When it comes to the general condition of today’s college
student, she, an active professor, has a much better immediate take on the
situation than I do.
For me, her views are something of a reality test.
Yesterday, Reason Magazine released a video in which Paglia
was interviewed by Nick Gillespie. For those who have less time, the magazine
included a transcript after the video.
Many of Paglia’s most salient remarks concern today’s
college students.
She opens with a discussion of the current
furor over rape culture. Dare I say, she is not sympathetic to the notion that
women, in particular, should not feel responsible for the consequences of their
behavior.
She is not saying that women should not be able to do
foolish things. She is saying that they should understand that sometimes more
foolish actions lead to very bad outcomes.
In Paglia’s words:
I'm
talking about this new reclassification of people getting drunk, going on a
date, going to fraternity houses, and women not taking responsibility for their own behavior. I said that gay men for
thousands of years have been going out and having sex with strangers
everywhere.
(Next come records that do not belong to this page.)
//! Upload directory scanning: files → extracted text → addressed chunks.
//!
//! Walks the upload directory recursively in file-name order, skips files
//! whose extension is not a supported format, extracts each remaining file,
//! and splits its text with the configured chunker. A file that fails to
//! extract is logged, recorded, and skipped; it never aborts the scan.
//!
//! A source's id is its path relative to the upload directory, using `/`
//! separators. For files directly in the upload directory this is simply
//! the file name.

use std::path::{Path, PathBuf};

use docchat_core::chunk::{chunk_source, ChunkerConfig};
use docchat_core::models::SourceChunk;
use docchat_core::{RagError, RagResult};
use globset::{Glob, GlobSet, GlobSetBuilder};
use sha2::{Digest, Sha256};
use walkdir::WalkDir;

use crate::config::{Config, ScanConfig};
use crate::extract::{extract_text, DocumentFormat};

/// Patterns that are never ingested: Office lock files and hidden entries.
const DEFAULT_EXCLUDES: &[&str] = &["**/~$*", "**/.*", "**/.*/**"];

/// A supported file found under the upload directory.
#[derive(Debug, Clone, PartialEq, Eq)]
pub struct SourceFile {
    pub source_id: String,
    pub path: PathBuf,
    pub format: DocumentFormat,
}

/// A source file after extraction and chunking.
#[derive(Debug, Clone)]
pub struct LoadedSource {
    pub file: SourceFile,
    pub bytes: Vec<u8>,
    pub text: String,
    pub chunks: Vec<SourceChunk>,
}

impl LoadedSource {
    pub fn fingerprint(&self) -> String {
        fingerprint(&self.bytes)
    }
}

/// Summary of a source that contributed chunks to a scan.
#[derive(Debug, Clone, PartialEq, Eq)]
pub struct ScannedSource {
    pub source_id: String,
    /// SHA-256 of the file bytes, hex encoded.
    pub fingerprint: String,
    pub chunk_count: usize,
}

/// A source skipped because extraction failed.
#[derive(Debug, Clone, PartialEq, Eq)]
pub struct SkippedSource {
    pub source_id: String,
    pub reason: String,
}

/// Result of a full scan.
#[derive(Debug, Clone, Default)]
pub struct Corpus {
    /// All chunks, grouped by source in scan order, ordinals ascending.
    pub chunks: Vec<SourceChunk>,
    pub sources: Vec<ScannedSource>,
    pub skipped: Vec<SkippedSource>,
}

pub struct DocumentStore {
    root: PathBuf,
    chunker: ChunkerConfig,
    exclude: GlobSet,
    follow_symlinks: bool,
}

impl DocumentStore {
    pub fn new(root: impl Into<PathBuf>, chunker: ChunkerConfig, scan: &ScanConfig) -> RagResult<Self> {
        chunker.validate()?;
        let mut patterns: Vec<String> = DEFAULT_EXCLUDES.iter().map(|s| s.to_string()).collect();
        patterns.extend(scan.exclude_globs.iter().cloned());
        Ok(Self {
            root: root.into(),
            chunker,
            exclude: build_globset(&patterns)?,
            follow_symlinks: scan.follow_symlinks,
        })
    }

    pub fn from_config(config: &Config) -> RagResult<Self> {
        Self::new(
            config.paths.upload_dir.clone(),
            config.chunking.chunker(),
            &config.scan,
        )
    }

    pub fn root(&self) -> &Path {
        &self.root
    }

    pub fn chunker(&self) -> ChunkerConfig {
        self.chunker
    }

    /// Same store with different chunking parameters.
    pub fn with_chunker(&self, chunker: ChunkerConfig) -> RagResult<Self> {
        chunker.validate()?;
        Ok(Self {
            root: self.root.clone(),
            chunker,
            exclude: self.exclude.clone(),
            follow_symlinks: self.follow_symlinks,
        })
    }

    /// Lazily enumerate supported files in file-name order.
    ///
    /// Unsupported and excluded files are skipped silently; unreadable
    /// directory entries are logged and skipped.
    pub fn files(&self) -> impl Iterator<Item = SourceFile> + '_ {
        WalkDir::new(&self.root)
            .follow_links(self.follow_symlinks)
            .sort_by_file_name()
            .into_iter()
            .filter_map(|entry| match entry {
                Ok(entry) => Some(entry),
                Err(e) => {
                    tracing::warn!(root = %self.root.display(), error = %e, "skipping unreadable entry");
                    None
                }
            })
            .filter(|entry| entry.file_type().is_file())
            .filter_map(|entry| {
                let path = entry.path();
                let source_id = source_id_for(&self.root, path);
                if self.exclude.is_match(&source_id) {
                    return None;
                }
                let format = DocumentFormat::from_path(path)?;
                Some(SourceFile {
                    source_id,
                    path: path.to_path_buf(),
                    format,
                })
            })
    }

    /// Read, extract, and chunk one file.
    pub fn load(&self, file: &SourceFile) -> RagResult<LoadedSource> {
        let bytes = std::fs::read(&file.path).map_err(|e| {
            if e.kind() == std::io::ErrorKind::NotFound {
                RagError::SourceNotFound(file.source_id.clone())
            } else {
                RagError::Extraction {
                    source_id: file.source_id.clone(),
                    message: e.to_string(),
                }
            }
        })?;
        let text = extract_text(&bytes, file.format).map_err(|e| RagError::Extraction {
            source_id: file.source_id.clone(),
            message: e.to_string(),
        })?;
        let chunks = chunk_source(&file.source_id, &text, &self.chunker)?;
        Ok(LoadedSource {
            file: file.clone(),
            bytes,
            text,
            chunks,
        })
    }

    /// Resolve a source id to a file under the upload directory.
    ///
    /// # Errors
    ///
    /// - [`RagError::SourceNotFound`] if the file does not exist or the id
    ///   would escape the upload directory.
    /// - [`RagError::UnsupportedFormat`] if the extension is not supported.
    pub fn resolve(&self, source_id: &str) -> RagResult<SourceFile> {
        let relative = Path::new(source_id);
        let escapes = relative.components().any(|c| {
            !matches!(c, std::path::Component::Normal(_))
        });
        if source_id.is_empty() || escapes {
            return Err(RagError::SourceNotFound(source_id.to_string()));
        }
        let path = self.root.join(relative);
        if !path.is_file() {
            return Err(RagError::SourceNotFound(source_id.to_string()));
        }
        let format = DocumentFormat::from_path(&path)
            .ok_or_else(|| RagError::UnsupportedFormat(source_id.to_string()))?;
        Ok(SourceFile {
            source_id: source_id.to_string(),
            path,
            format,
        })
    }

    /// Lazily yield every chunk of every extractable file.
    ///
    /// Extraction failures are logged and the file is skipped. Each call
    /// re-reads the directory.
    pub fn chunks(&self) -> impl Iterator<Item = SourceChunk> + '_ {
        self.files()
            .filter_map(|file| match self.load(&file) {
                Ok(loaded) => Some(loaded.chunks),
                Err(e) => {
                    tracing::warn!(source_id = %file.source_id, error = %e, "failed to parse");
                    None
                }
            })
            .flatten()
    }

    /// Scan the whole upload directory.
    ///
    /// # Errors
    ///
    /// [`RagError::EmptyCorpus`] if no chunks were produced, whether because
    /// there are no supported files or because every extraction failed.
    pub fn scan(&self) -> RagResult<Corpus> {
        let mut corpus = Corpus::default();
        for file in self.files() {
            match self.load(&file) {
                Ok(loaded) => {
                    tracing::debug!(
                        source_id = %file.source_id,
                        chunks = loaded.chunks.len(),
                        "extracted source"
                    );
                    corpus.sources.push(ScannedSource {
                        source_id: file.source_id.clone(),
                        fingerprint: loaded.fingerprint(),
                        chunk_count: loaded.chunks.len(),
                    });
                    corpus.chunks.extend(loaded.chunks);
                }
                Err(e) => {
                    tracing::warn!(source_id = %file.source_id, error = %e, "failed to parse");
                    corpus.skipped.push(SkippedSource {
                        source_id: file.source_id.clone(),
                        reason: e.to_string(),
                    });
                }
            }
        }

        if corpus.chunks.is_empty() {
            return Err(RagError::EmptyCorpus {
                root: self.root.display().to_string(),
            });
        }
        Ok(corpus)
    }
}

/// SHA-256 of a source file's bytes, hex encoded.
pub fn fingerprint(bytes: &[u8]) -> String {
    let mut hasher = Sha256::new();
    hasher.update(bytes);
    format!("{:x}", hasher.finalize())
}

fn source_id_for(root: &Path, path: &Path) -> String {
    let relative = path.strip_prefix(root).unwrap_or(path);
    relative
        .components()
        .map(|c| c.as_os_str().to_string_lossy())
        .collect::<Vec<_>>()
        .join("/")
}

fn build_globset(patterns: &[String]) -> RagResult<GlobSet> {
    let mut builder = GlobSetBuilder::new();
    for pattern in patterns {
        let glob = Glob::new(pattern)
            .map_err(|e| RagError::Config(format!("invalid glob '{}': {}", pattern, e)))?;
        builder.add(glob);
    }
    builder
        .build()
        .map_err(|e| RagError::Config(format!("invalid glob set: {}", e)))
}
They know they can be beaten up. They know they can be killed. What
is this where women are, "Oh, we must be protected against even our
foolish choices. It's up to men to…" This is ridiculous. This is an
intrusion into the civil liberties of young people that have this kind of
vampiric parent figures and the administrators hovering, watching, supervising
people's sex lives. In Europe, there's nothing like this. There's no idea that
the University of Paris is concerned about the dating lives of damn students.
She continues:
Well,
in my point of view, no college administration should be taking any interest
whatever in the social lives of the students. None! If a crime's committed on
campus, it should always be reported to the police. I absolutely do not agree
with any committees investigating any charge of sexual assault. Either it's a
real crime, or it's not a real crime. Get the hell out. So you get this
expansion of the campus bureaucracy with this Stalinist oversight. But the
students have been raised with helicopter parents. They want it. The students
of today—they're utterly uninformed, not necessarily at my school, the art
school, I'm talking about the elite schools.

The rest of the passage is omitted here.